Нет, ну зачем нужна история с голованами в «Жуке [в муравейнике]» — совершенно очевидно: мы должны почувствовать, должны понять, что способности Абалкина имеют нечеловеческий характер. Если вы помните, народ голованов знает Льва Абалкина. Причём большое удовольствие — обмениваться этими цитатами, паролями. Народ голованов знает Льва Абалкина. Он не чувствует, не понимает его, не поддерживает его, а знает. Он умеет установить с народом голованов контакт, который рационально не постижим.
И история со Щекном, в чьём имени так прочитывается «щенок»… Щекн — это, конечно, наглядный пример того, что Абалкин не вписывается в обычные людские рамки. Кстати говоря, я думаю, что если бы Стругацкие дали себе труд или просто захотели, или кто-то бы им предложил написать отдельный роман о Щекне и Абалкина, то вот это был бы пример настоящей мужской дружбы, дружбы представителей двух цивилизаций. Помните, когда они ходят по этому странному городу, и Щекн иногда подаёт сигналы: «Опасно! Подчёркиваю: очень опасно!» И самый опасный сигнал, самую большую опасность он ловит возле детской карусели. Помните, как это страшно и как это здорово.

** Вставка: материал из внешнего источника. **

/*
 *  Copyright 2025-2026 Corral Maintainers
 *
 *  Licensed under the Apache License, Version 2.0 (the "License");
 *  you may not use this file except in compliance with the License.
 *  You may obtain a copy of the License at
 *
 *      http://www.apache.org/licenses/LICENSE-2.0
 *
 *  Unless required by applicable law or agreed to in writing, software
 *  distributed under the License is distributed on an "AS IS" BASIS,
 *  WITHOUT WARRANTIES OR CONDITIONS OF ANY KIND, either express or implied.
 *  See the License for the specific language governing permissions and
 *  limitations under the License.
 */

//! Network pools and the IP lease table.
//!
//! Leases are keyed by address alone, so an address is unique across every
//! pool. A lease row either carries an owner or is a pre-populated
//! "reserved" row waiting to be claimed.

use super::models::{IpLeaseRow, NetworkRow};
use super::DAL;
use crate::database::schema::{ip_leases, networks};
use crate::database::universal_types::{UniversalTimestamp, UniversalUuid};
use crate::error::DatabaseError;
use crate::models::network::{IpLease, Network, NewNetwork};
use diesel::prelude::*;
use std::collections::HashSet;
use tracing::debug;

/// Result of a pool deletion attempt.
#[derive(Debug, Clone, Copy, PartialEq, Eq)]
pub enum NetworkDeletion {
    Deleted,
    NotFound,
    /// The pool still has this many owned leases.
    InUse(i64),
}

/// Data access for the `networks` and `ip_leases` tables.
#[derive(Clone)]
pub struct NetworkDAL<'a> {
    dal: &'a DAL,
}

impl<'a> NetworkDAL<'a> {
    pub fn new(dal: &'a DAL) -> Self {
        Self { dal }
    }

    pub async fn create(&self, new_network: NewNetwork) -> Result<Network, DatabaseError> {
        let conn = self.dal.database.get_connection().await?;

        let row = NetworkRow {
            id: UniversalUuid::new_v4().to_string(),
            name: new_network.name,
            cidr: new_network.cidr,
            gateway: new_network.gateway,
            dns1: new_network.dns1,
            vlan_id: new_network.vlan_id,
            is_public: new_network.is_public,
            created_at: UniversalTimestamp::now().to_naive(),
        };

        let insert = row.clone();
        conn.interact(move |conn| {
            diesel::insert_into(networks::table)
                .values(&insert)
                .execute(conn)
        })
        .await
        .map_err(|e| DatabaseError::ConnectionPool(e.to_string()))??;

        Network::try_from(row)
    }

    pub async fn get(&self, network_id: UniversalUuid) -> Result<Option<Network>, DatabaseError> {
        let conn = self.dal.database.get_connection().await?;
        let id = network_id.to_string();

        let row: Option<NetworkRow> = conn
            .interact(move |conn| {
                networks::table
                    .find(id)
                    .select(NetworkRow::as_select())
                    .first(conn)
                    .optional()
            })
            .await
            .map_err(|e| DatabaseError::ConnectionPool(e.to_string()))??;

        row.map(Network::try_from).transpose()
    }

    /// All pools in creation order.
    pub async fn list(&self) -> Result<Vec<Network>, DatabaseError> {
        self.list_filtered(None).await
    }

    /// Pools in creation order, optionally restricted to public or private ones.
    pub async fn list_filtered(
        &self,
        is_public: Option<bool>,
    ) -> Result<Vec<Network>, DatabaseError> {
        let conn = self.dal.database.get_connection().await?;

        let rows: Vec<NetworkRow> = conn
            .interact(move |conn| {
                let mut query = networks::table
                    .order(networks::created_at.asc())
                    .select(NetworkRow::as_select())
                    .into_boxed();
                if let Some(public) = is_public {
                    query = query.filter(networks::is_public.eq(public));
                }
                query.load(conn)
            })
            .await
            .map_err(|e| DatabaseError::ConnectionPool(e.to_string()))??;

        rows.into_iter().map(Network::try_from).collect()
    }

    /// Snapshot of the addresses currently owned in a pool.
    pub async fn owned_addresses(
        &self,
        network_id: UniversalUuid,
    ) -> Result<HashSet<String>, DatabaseError> {
        let conn = self.dal.database.get_connection().await?;
        let id = network_id.to_string();

        let owned: Vec<String> = conn
            .interact(move |conn| {
                ip_leases::table
                    .filter(ip_leases::network_id.eq(id))
                    .filter(ip_leases::instance_name.is_not_null())
                    .select(ip_leases::ip)
                    .load(conn)
            })
            .await
            .map_err(|e| DatabaseError::ConnectionPool(e.to_string()))??;

        Ok(owned.into_iter().collect())
    }

    pub async fn count_owned(&self, network_id: UniversalUuid) -> Result<i64, DatabaseError> {
        let conn = self.dal.database.get_connection().await?;
        let id = network_id.to_string();

        let count = conn
            .interact(move |conn| {
                ip_leases::table
                    .filter(ip_leases::network_id.eq(id))
                    .filter(ip_leases::instance_name.is_not_null())
                    .count()
                    .get_result::<i64>(conn)
            })
            .await
            .map_err(|e| DatabaseError::ConnectionPool(e.to_string()))??;

        Ok(count)
    }

    /// Every lease row of a pool, owned or reserved.
    pub async fn leases(&self, network_id: UniversalUuid) -> Result<Vec<IpLease>, DatabaseError> {
        let conn = self.dal.database.get_connection().await?;
        let id = network_id.to_string();

        let rows: Vec<IpLeaseRow> = conn
            .interact(move |conn| {
                ip_leases::table
                    .filter(ip_leases::network_id.eq(id))
                    .select(IpLeaseRow::as_select())
                    .load(conn)
            })
            .await
            .map_err(|e| DatabaseError::ConnectionPool(e.to_string()))??;

        rows.into_iter().map(IpLease::try_from).collect()
    }

    pub async fn lease_for_instance(
        &self,
        instance_name: &str,
    ) -> Result<Option<IpLease>, DatabaseError> {
        let conn = self.dal.database.get_connection().await?;
        let name = instance_name.to_string();

        let row: Option<IpLeaseRow> = conn
            .interact(move |conn| {
                ip_leases::table
                    .filter(ip_leases::instance_name.eq(name))
                    .order(ip_leases::allocated_at.asc())
                    .select(IpLeaseRow::as_select())
                    .first(conn)
                    .optional()
            })
            .await
            .map_err(|e| DatabaseError::ConnectionPool(e.to_string()))??;

        row.map(IpLease::try_from).transpose()
    }

    /// Claims `ip` for `instance_name` in one immediate transaction.
    ///
    /// An existing row is only taken over while it has no owner; a missing row
    /// is inserted already owned. Returns `false` when the address was taken
    /// in the meantime (zero rows affected, unique violation or a failed
    /// commit); the caller moves on to the next candidate.
    pub async fn claim_address(
        &self,
        network_id: UniversalUuid,
        ip: &str,
        instance_name: &str,
    ) -> Result<bool, DatabaseError> {
        let conn = self.dal.database.get_connection().await?;
        let now = UniversalTimestamp::now().to_naive();
        let row = IpLeaseRow {
            ip: ip.to_string(),
            instance_name: Some(instance_name.to_string()),
            allocated_at: Some(now),
            network_id: network_id.to_string(),
        };

        let outcome = conn
            .interact(move |conn| {
                conn.immediate_transaction::<_, diesel::result::Error, _>(|conn| {
                    let exists: bool = diesel::select(diesel::dsl::exists(
                        ip_leases::table.filter(ip_leases::ip.eq(&row.ip)),
                    ))
                    .get_result(conn)?;

                    let affected = if exists {
                        diesel::update(
                            ip_leases::table
                                .filter(ip_leases::ip.eq(&row.ip))
                                .filter(ip_leases::instance_name.is_null()),
                        )
                        .set((
                            ip_leases::instance_name.eq(&row.instance_name),
                            ip_leases::allocated_at.eq(row.allocated_at),
                            ip_leases::network_id.eq(&row.network_id),
                        ))
                        .execute(conn)?
                    } else {
                        diesel::insert_into(ip_leases::table)
                            .values(&row)
                            .execute(conn)?
                    };

                    if affected != 1 {
                        return Err(diesel::result::Error::RollbackTransaction);
                    }
                    Ok(())
                })
            })
            .await
            .map_err(|e| DatabaseError::ConnectionPool(e.to_string()))?;

        match outcome {
            Ok(()) => Ok(true),
            Err(diesel::result::Error::RollbackTransaction) => Ok(false),
            Err(diesel::result::Error::DatabaseError(kind, info)) => {
                debug!(
                    ip,
                    kind = ?kind,
                    message = info.message(),
                    "Address claim lost to a concurrent writer"
                );
                Ok(false)
            }
            Err(e) => Err(e.into()),
        }
    }

    /// Clears ownership of every lease held by `instance_name`. The rows stay.
    pub async fn release(&self, instance_name: &str) -> Result<usize, DatabaseError> {
        let conn = self.dal.database.get_connection().await?;
        let name = instance_name.to_string();

        let released = conn
            .interact(move |conn| {
                diesel::update(ip_leases::table.filter(ip_leases::instance_name.eq(name)))
                    .set((
                        ip_leases::instance_name.eq(None::<String>),
                        ip_leases::allocated_at.eq(None::<chrono::NaiveDateTime>),
                    ))
                    .execute(conn)
            })
            .await
            .map_err(|e| DatabaseError::ConnectionPool(e.to_string()))??;

        Ok(released)
    }

    /// Inserts unowned lease rows for `ips`, skipping addresses that already
    /// have a row. Returns how many rows were created.
    pub async fn reserve_addresses(
        &self,
        network_id: UniversalUuid,
        ips: Vec<String>,
    ) -> Result<usize, DatabaseError> {
        let conn = self.dal.database.get_connection().await?;
        let id = network_id.to_string();

        let inserted = conn
            .interact(move |conn| {
                conn.transaction::<_, diesel::result::Error, _>(|conn| {
                    let mut inserted = 0;
                    for ip in ips {
                        let row = IpLeaseRow {
                            ip,
                            instance_name: None,
                            allocated_at: None,
                            network_id: id.clone(),
                        };
                        inserted += diesel::insert_or_ignore_into(ip_leases::table)
                            .values(&row)
                            .execute(conn)?;
                    }
                    Ok(inserted)
                })
            })
            .await
            .map_err(|e| DatabaseError::ConnectionPool(e.to_string()))??;

        Ok(inserted)
    }

    /// Deletes a pool and its lease rows unless any lease is still owned.
    pub async fn delete(&self, network_id: UniversalUuid) -> Result<NetworkDeletion, DatabaseError> {
        let conn = self.dal.database.get_connection().await?;
        let id = network_id.to_string();

        let outcome = conn
            .interact(move |conn| {
                conn.transaction::<_, diesel::result::Error, _>(|conn| {
                    let owned: i64 = ip_leases::table
                        .filter(ip_leases::network_id.eq(&id))
                        .filter(ip_leases::instance_name.is_not_null())
                        .count()
                        .get_result(conn)?;
                    if owned > 0 {
                        return Ok(NetworkDeletion::InUse(owned));
                    }

                    diesel::delete(ip_leases::table.filter(ip_leases::network_id.eq(&id)))
                        .execute(conn)?;
                    let deleted = diesel::delete(networks::table.find(&id)).execute(conn)?;

                    Ok(if deleted == 0 {
                        NetworkDeletion::NotFound
                    } else {
                        NetworkDeletion::Deleted
                    })
                })
            })
            .await
            .map_err(|e| DatabaseError::ConnectionPool(e.to_string()))??;

        Ok(outcome)
    }
}
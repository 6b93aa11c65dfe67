/*
 *  Copyright 2025-2026 Corral Maintainers
 *
 *  Licensed under the Apache License, Version 2.0 (the "License");
 *  you may not use this file except in compliance with the License.
 *  You may obtain a copy of the License at
 *
 *      http://www.apache.org/licenses/LICENSE-2.0
 *
 *  Unless required by applicable law or agreed to in writing, software
 *  distributed under the License is distributed on an "AS IS" BASIS,
 *  WITHOUT WARRANTIES OR CONDITIONS OF ANY KIND, either express or implied.
 *  See the License for the specific language governing permissions and
 *  limitations under the License.
 */

//! Domain models shared by the stores, the executor and the public API.
//!
//! These are backend-agnostic types; the Diesel row structs live in
//! `dal::models` and convert into these at the DAL boundary.

pub mod instance;
pub mod job;
pub mod network;
/*
 *  Copyright 2025-2026 Corral Maintainers
 *
 *  Licensed under the Apache License, Version 2.0 (the "License");
 *  you may not use this file except in compliance with the License.
 *  You may obtain a copy of the License at
 *
 *      http://www.apache.org/licenses/LICENSE-2.0
 *
 *  Unless required by applicable law or agreed to in writing, software
 *  distributed under the License is distributed on an "AS IS" BASIS,
 *  WITHOUT WARRANTIES OR CONDITIONS OF ANY KIND, either express or implied.
 *  See the License for the specific language governing permissions and
 *  limitations under the License.
 */

//! Parsing of runtime resource limit strings.

use crate::models::instance::{KEY_CPU, KEY_MEMORY};
use std::collections::BTreeMap;

/// vCPUs assumed when an instance or request does not set `limits.cpu`.
pub const DEFAULT_CPU: u64 = 1;
/// Memory in MiB assumed when `limits.memory` is not set.
pub const DEFAULT_MEMORY_MB: u64 = 512;

const MIB: f64 = 1024.0 * 1024.0;

/// CPU and memory demand of one instance or request. Memory is in MiB, the
/// same unit as the quota ceiling.
#[derive(Debug, Clone, Copy, Default, PartialEq, Eq)]
pub struct ResourceUsage {
    pub cpu: u64,
    pub memory_mb: u64,
}

impl ResourceUsage {
    /// Reads `limits.cpu` / `limits.memory`, falling back to the defaults for
    /// missing or unparseable values.
    pub fn from_limits(limits: &BTreeMap<String, String>) -> Self {
        let cpu = limits
            .get(KEY_CPU)
            .and_then(|v| parse_cpu_cores(v))
            .unwrap_or(DEFAULT_CPU);
        let memory_mb = limits
            .get(KEY_MEMORY)
            .and_then(|v| parse_memory_mb(v))
            .unwrap_or(DEFAULT_MEMORY_MB);
        Self { cpu, memory_mb }
    }
}

impl std::ops::Add for ResourceUsage {
    type Output = ResourceUsage;

    fn add(self, rhs: Self) -> Self::Output {
        ResourceUsage {
            cpu: self.cpu.saturating_add(rhs.cpu),
            memory_mb: self.memory_mb.saturating_add(rhs.memory_mb),
        }
    }
}

impl std::iter::Sum for ResourceUsage {
    fn sum<I: Iterator<Item = Self>>(iter: I) -> Self {
        iter.fold(ResourceUsage::default(), |acc, u| acc + u)
    }
}

/// Number of cores described by a CPU limit.
///
/// Accepts a count (`"2"`), an inclusive range (`"0-3"`) or a list of cores
/// and ranges (`"0,2,4-5"`). Counts that do not fit in a `u64` are rejected.
pub fn parse_cpu_cores(raw: &str) -> Option<u64> {
    let raw = raw.trim();
    if raw.is_empty() {
        return None;
    }

    if !raw.contains(',') && !raw.contains('-') {
        return raw.parse().ok();
    }

    let mut cores = 0u64;
    for part in raw.split(',') {
        let part = part.trim();
        match part.split_once('-') {
            Some((start, end)) => {
                let start: u64 = start.trim().parse().ok()?;
                let end: u64 = end.trim().parse().ok()?;
                if end < start {
                    return None;
                }
                let span = (end - start).checked_add(1)?;
                cores = cores.checked_add(span)?;
            }
            None => {
                part.parse::<u64>().ok()?;
                cores = cores.checked_add(1)?;
            }
        }
    }
    Some(cores)
}

/// Memory limit in MiB, rounded to the nearest MiB.
///
/// Accepts `kB/MB/GB/TB` and `KiB/MiB/GiB/TiB` suffixes; a bare number is
/// bytes. `"8GiB"` is exactly 8192.
pub fn parse_memory_mb(raw: &str) -> Option<u64> {
    let raw = raw.trim();
    let split = raw
        .find(|c: char| !(c.is_ascii_digit() || c == '.'))
        .unwrap_or(raw.len());
    let (number, unit) = raw.split_at(split);
    let value: f64 = number.parse().ok()?;

    let multiplier = match unit.trim() {
        "" | "B" => 1.0,
        "kB" | "KB" => 1e3,
        "MB" => 1e6,
        "GB" => 1e9,
        "TB" => 1e12,
        "KiB" => 1024.0,
        "MiB" => 1024.0 * 1024.0,
        "GiB" => 1024.0 * 1024.0 * 1024.0,
        "TiB" => 1024.0 * 1024.0 * 1024.0 * 1024.0,
        _ => return None,
    };

    Some((value * multiplier / MIB).round() as u64)
}
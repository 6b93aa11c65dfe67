/*
 *  Copyright 2025-2026 Corral Maintainers
 *
 *  Licensed under the Apache License, Version 2.0 (the "License");
 *  you may not use this file except in compliance with the License.
 *  You may obtain a copy of the License at
 *
 *      http://www.apache.org/licenses/LICENSE-2.0
 *
 *  Unless required by applicable law or agreed to in writing, software
 *  distributed under the License is distributed on an "AS IS" BASIS,
 *  WITHOUT WARRANTIES OR CONDITIONS OF ANY KIND, either express or implied.
 *  See the License for the specific language governing permissions and
 *  limitations under the License.
 */

//! Reconciliation between the runtime and the instance store.
//!
//! The runtime is the source of truth for which instances exist and what
//! state they are in. A sweep imports instances the store has never seen and
//! refreshes the recorded status and primary addresses of known ones. Running
//! it again without runtime changes writes nothing.

use crate::dal::DAL;
use crate::error::{DatabaseError, SyncError};
use crate::models::instance::{
    BackupPolicy, Instance, NewInstance, KEY_BASE_IMAGE, KEY_IPV4, KEY_IPV6, KEY_STATUS,
};
use crate::provider::{ProviderInstance, RuntimeProvider};
use std::collections::BTreeMap;
use std::sync::Arc;
use tracing::{debug, error, info, warn};

/// Counts from one sweep.
#[derive(Debug, Clone, Copy, Default, PartialEq, Eq)]
pub struct SyncReport {
    pub imported: usize,
    pub updated: usize,
    pub unchanged: usize,
    pub failed: usize,
}

enum Reconciled {
    Imported,
    Updated,
    Unchanged,
}

#[derive(Clone)]
pub struct ReconciliationSync {
    dal: DAL,
    provider: Arc<dyn RuntimeProvider>,
}

impl ReconciliationSync {
    pub fn new(dal: DAL, provider: Arc<dyn RuntimeProvider>) -> Self {
        Self { dal, provider }
    }

    /// Runs one sweep over every instance the runtime lists.
    ///
    /// Failures on individual instances are logged and counted; only a
    /// failure to list instances aborts the sweep.
    pub async fn run(&self) -> Result<SyncReport, SyncError> {
        let live = self.provider.list_instances().await?;
        let mut report = SyncReport::default();

        for instance in &live {
            match self.reconcile(instance).await {
                Ok(Reconciled::Imported) => report.imported += 1,
                Ok(Reconciled::Updated) => report.updated += 1,
                Ok(Reconciled::Unchanged) => report.unchanged += 1,
                Err(e) => {
                    error!(instance = %instance.name, "Failed to reconcile instance: {}", e);
                    report.failed += 1;
                }
            }
        }

        info!(
            imported = report.imported,
            updated = report.updated,
            unchanged = report.unchanged,
            failed = report.failed,
            "Reconciliation sweep finished"
        );
        Ok(report)
    }

    async fn reconcile(&self, live: &ProviderInstance) -> Result<Reconciled, DatabaseError> {
        match self.dal.instance().get(&live.name).await? {
            None => {
                let limits = self.refreshed_limits(live, live.config.clone()).await;
                self.dal
                    .instance()
                    .create(NewInstance {
                        name: live.name.clone(),
                        image: live.config.get(KEY_BASE_IMAGE).cloned().unwrap_or_default(),
                        limits,
                        user_data: None,
                        instance_type: live.instance_type.clone(),
                        backup: BackupPolicy::default(),
                    })
                    .await?;
                info!(instance = %live.name, "Imported instance from runtime");
                Ok(Reconciled::Imported)
            }
            Some(existing) => self.refresh(live, existing).await,
        }
    }

    async fn refresh(
        &self,
        live: &ProviderInstance,
        existing: Instance,
    ) -> Result<Reconciled, DatabaseError> {
        let limits = self.refreshed_limits(live, existing.limits.clone()).await;
        if limits == existing.limits {
            debug!(instance = %live.name, "Instance unchanged");
            return Ok(Reconciled::Unchanged);
        }

        self.dal.instance().update_limits(&live.name, &limits).await?;
        debug!(instance = %live.name, "Refreshed instance status and addresses");
        Ok(Reconciled::Updated)
    }

    /// Applies live status and primary addresses to `limits`.
    ///
    /// When the state query fails only the status from the listing is
    /// applied and recorded addresses are left alone.
    async fn refreshed_limits(
        &self,
        live: &ProviderInstance,
        mut limits: BTreeMap<String, String>,
    ) -> BTreeMap<String, String> {
        match self.provider.get_state(&live.name).await {
            Ok(state) => {
                let (ipv4, ipv6) = state.primary_addresses();
                set_or_remove(&mut limits, KEY_IPV4, ipv4);
                set_or_remove(&mut limits, KEY_IPV6, ipv6);
                limits.insert(KEY_STATUS.to_string(), state.status.to_uppercase());
            }
            Err(e) => {
                warn!(instance = %live.name, "State query failed, refreshing status only: {}", e);
                limits.insert(KEY_STATUS.to_string(), live.status.to_uppercase());
            }
        }
        limits
    }
}

fn set_or_remove(limits: &mut BTreeMap<String, String>, key: &str, value: Option<&str>) {
    match value {
        Some(value) => {
            limits.insert(key.to_string(), value.to_string());
        }
        None => {
            limits.remove(key);
        }
    }
}
/*
 *  Copyright 2025-2026 Corral Maintainers
 *
 *  Licensed under the Apache License, Version 2.0 (the "License");
 *  you may not use this file except in compliance with the License.
 *  You may obtain a copy of the License at
 *
 *      http://www.apache.org/licenses/LICENSE-2.0
 *
 *  Unless required by applicable law or agreed to in writing, software
 *  distributed under the License is distributed on an "AS IS" BASIS,
 *  WITHOUT WARRANTIES OR CONDITIONS OF ANY KIND, either express or implied.
 *  See the License for the specific language governing permissions and
 *  limitations under the License.
 */

//! Retry policy for transient job failures.

use rand::Rng;
use std::time::Duration;

/// Exponential backoff bounded by an attempt ceiling.
///
/// The ceiling is compared against the persisted attempt count, so retries
/// spent before a crash and recovery still count.
#[derive(Debug, Clone, PartialEq)]
pub struct RetryPolicy {
    pub max_attempts: i32,
    pub base_delay: Duration,
    pub max_delay: Duration,
    /// Spread each delay by up to ±10%.
    pub jitter: bool,
}

impl Default for RetryPolicy {
    fn default() -> Self {
        Self {
            max_attempts: 3,
            base_delay: Duration::from_secs(1),
            max_delay: Duration::from_secs(30),
            jitter: true,
        }
    }
}

impl RetryPolicy {
    /// Delay before retry number `attempt` (1-based): `base * 2^(attempt-1)`,
    /// capped at `max_delay`.
    pub fn calculate_delay(&self, attempt: i32) -> Duration {
        let exponent = attempt.saturating_sub(1).clamp(0, 30) as u32;
        let delay = self
            .base_delay
            .saturating_mul(2u32.saturating_pow(exponent))
            .min(self.max_delay);

        if self.jitter && !delay.is_zero() {
            let factor = rand::thread_rng().gen_range(0.9..=1.1);
            delay.mul_f64(factor).min(self.max_delay)
        } else {
            delay
        }
    }

    /// Whether another execution is allowed after `attempts_used` failures.
    pub fn allows_attempt(&self, attempts_used: i32) -> bool {
        attempts_used < self.max_attempts
    }
}
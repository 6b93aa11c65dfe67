/*
 *  Copyright 2025-2026 Corral Maintainers
 *
 *  Licensed under the Apache License, Version 2.0 (the "License");
 *  you may not use this file except in compliance with the License.
 *  You may obtain a copy of the License at
 *
 *      http://www.apache.org/licenses/LICENSE-2.0
 *
 *  Unless required by applicable law or agreed to in writing, software
 *  distributed under the License is distributed on an "AS IS" BASIS,
 *  WITHOUT WARRANTIES OR CONDITIONS OF ANY KIND, either express or implied.
 *  See the License for the specific language governing permissions and
 *  limitations under the License.
 */

pub mod admin;
pub mod jobs;
pub mod network;

use anyhow::{Context as _, Result};
use corral::dal::DAL;
use corral::{ControlPlaneConfig, Database, IpPoolManager, UniversalUuid};
use std::path::Path;
use tracing::debug;

/// Store handles shared by every command.
pub struct Context {
    pub config: ControlPlaneConfig,
    pub dal: DAL,
}

impl Context {
    /// Loads the configuration and opens the migrated store.
    ///
    /// `--database-url` / `DATABASE_URL` wins over the configuration file.
    pub async fn open(config_path: Option<&Path>, database_url: Option<&str>) -> Result<Self> {
        let config = match config_path {
            Some(path) => ControlPlaneConfig::from_toml_file(path)
                .with_context(|| format!("Failed to load configuration from {}", path.display()))?,
            None => ControlPlaneConfig::default(),
        };

        let url = database_url.unwrap_or(config.database_url()).to_string();
        debug!(url = %url, "Opening database");
        let database = Database::try_new(&url).context("Failed to connect to database")?;
        database
            .run_migrations()
            .await
            .context("Failed to run database migrations")?;

        Ok(Self {
            config,
            dal: DAL::new(database),
        })
    }

    pub fn ipam(&self) -> IpPoolManager {
        IpPoolManager::new(self.dal.clone(), self.config.tier().policy().pool_policy)
    }
}

pub fn parse_id(raw: &str) -> Result<UniversalUuid> {
    raw.parse()
        .with_context(|| format!("'{}' is not a valid id", raw))
}
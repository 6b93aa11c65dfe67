/*
 *  Copyright 2025-2026 Corral Maintainers
 *
 *  Licensed under the Apache License, Version 2.0 (the "License");
 *  you may not use this file except in compliance with the License.
 *  You may obtain a copy of the License at
 *
 *      http://www.apache.org/licenses/LICENSE-2.0
 *
 *  Unless required by applicable law or agreed to in writing, software
 *  distributed under the License is distributed on an "AS IS" BASIS,
 *  WITHOUT WARRANTIES OR CONDITIONS OF ANY KIND, either express or implied.
 *  See the License for the specific language governing permissions and
 *  limitations under the License.
 */

//! Database layer: connection pool, Diesel schema and embedded migrations.

pub mod connection;
pub mod schema;
pub mod universal_types;

pub use connection::{is_sqlite_url, Database, SqliteObject};
pub use universal_types::{UniversalTimestamp, UniversalUuid};

use diesel_migrations::{embed_migrations, EmbeddedMigrations};

pub const MIGRATIONS: EmbeddedMigrations = embed_migrations!("migrations");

И вот это могла бы быть гениальная книга. Но Стругацкие уже тогда были одержимы идеей фрагментарности, сжигания мостиков, и им хотелось, так сказать, больше загадочного, ничего не доводить до конца, не объяснять параллельных текстов и так далее, не объяснять, что их сводит вместе, как в «ОЗ» [«Отягощённые злом»], поэтому вполне естественно, что история про Щекна осталась вставной новеллой. Но она нужна именно затем, чтобы показать головановскую и абалкинскую, кстати, принципиальную античеловечность. Но мы должны уметь любить и понимать не человеческое, потому что нельзя любить и понимать только своё; надо уметь терпеть и понимать чужое.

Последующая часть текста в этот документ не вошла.